As you were calculating the A matrix in part 2 above, you had to select a direction from which
to calculate the new sub-totals (Vertical (V), Horizontal (H), or Diagonal (D) – these are the
arrows shown in the lecture slides / reading material / online book figures). Keep track of these
directions in this “D” matrix. Print out this D matrix as part of your answer. If more than one
direction is possible that includes Diagonal (D), then simply select D. If more than one direction
is possible but D is not included (i.e., H and V only), then arbitrarily select V. Note that you can
initialize the first row/column to all H/V.

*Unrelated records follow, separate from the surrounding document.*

//! Individual build assets.

use bytes::Bytes;
use edge_core::ModuleRef;

/// Raw content of an asset.
#[derive(Debug, Clone, PartialEq, Eq)]
pub enum AssetContent {
    Text(String),
    Bytes(Bytes),
}

impl AssetContent {
    pub fn as_bytes(&self) -> &[u8] {
        match self {
            AssetContent::Text(s) => s.as_bytes(),
            AssetContent::Bytes(b) => b,
        }
    }

    pub fn to_bytes(&self) -> Bytes {
        match self {
            AssetContent::Text(s) => Bytes::copy_from_slice(s.as_bytes()),
            AssetContent::Bytes(b) => b.clone(),
        }
    }

    pub fn len(&self) -> usize {
        self.as_bytes().len()
    }

    pub fn is_empty(&self) -> bool {
        self.len() == 0
    }
}

/// One file of the build output.
#[derive(Clone)]
pub struct Asset {
    pub content: AssetContent,
    pub content_type: String,
    /// Pre-loaded compiled module, when the file is executable code.
    pub module: Option<ModuleRef>,
    /// Static-only asset (no module).
    pub is_static: bool,
}

impl Asset {
    /// A static text asset.
    pub fn text(content: impl Into<String>, content_type: impl Into<String>) -> Self {
        Self {
            content: AssetContent::Text(content.into()),
            content_type: content_type.into(),
            module: None,
            is_static: true,
        }
    }

    /// A static binary asset.
    pub fn bytes(content: impl Into<Bytes>, content_type: impl Into<String>) -> Self {
        Self {
            content: AssetContent::Bytes(content.into()),
            content_type: content_type.into(),
            module: None,
            is_static: true,
        }
    }

    /// A compiled module. The source text is kept for completeness.
    pub fn module(module: ModuleRef) -> Self {
        Self {
            content: AssetContent::Text(String::new()),
            content_type: "application/javascript".to_string(),
            module: Some(module),
            is_static: false,
        }
    }
}

impl std::fmt::Debug for Asset {
    fn fmt(&self, f: &mut std::fmt::Formatter<'_>) -> std::fmt::Result {
        f.debug_struct("Asset")
            .field("len", &self.content.len())
            .field("content_type", &self.content_type)
            .field("module", &self.module.is_some())
            .field("is_static", &self.is_static)
            .finish()
    }
}

/// MIME type guessed from the file extension, for assets registered
/// without an explicit type.
pub fn guess_content_type(path: &str) -> String {
    mime_guess::from_path(path)
        .first_or_octet_stream()
        .essence_str()
        .to_string()
}

#[cfg(test)]
mod tests {
    use super::*;

    #[test]
    fn test_content_bytes() {
        let text = AssetContent::Text("hi".into());
        let bin = AssetContent::Bytes(Bytes::from_static(&[0, 1, 2]));
        assert_eq!(text.as_bytes(), b"hi");
        assert_eq!(bin.len(), 3);
        assert!(!text.is_empty());
    }

    #[test]
    fn test_guess_content_type() {
        assert_eq!(guess_content_type("/public/logo.SVG"), "image/svg+xml");
        assert_eq!(guess_content_type("/public/robots.txt"), "text/plain");
        assert_eq!(guess_content_type("/BUILD_ID"), "application/octet-stream");
        assert_eq!(guess_content_type("/dir.v2/file"), "application/octet-stream");
    }
}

[Optional]: Instead of picking arbitrarily, you could encode the combinations of different
directions with additional characters. I’d suggest the following scheme, for compatibility with
other people’s code: for V & H => +, for D & V => y, for D & H => 2, and for V, D & H => *. Note
that one reason to do this is that if you do not deal with such scenarios, then the code becomes
non-deterministic (meaning that if I reverse the order of the two input sequences – i.e., swap
sequence #1 and #2 – I can get a different answer, mainly b/c of arbitrarily picking V, and
therefore swapping H & V will affect the outcome).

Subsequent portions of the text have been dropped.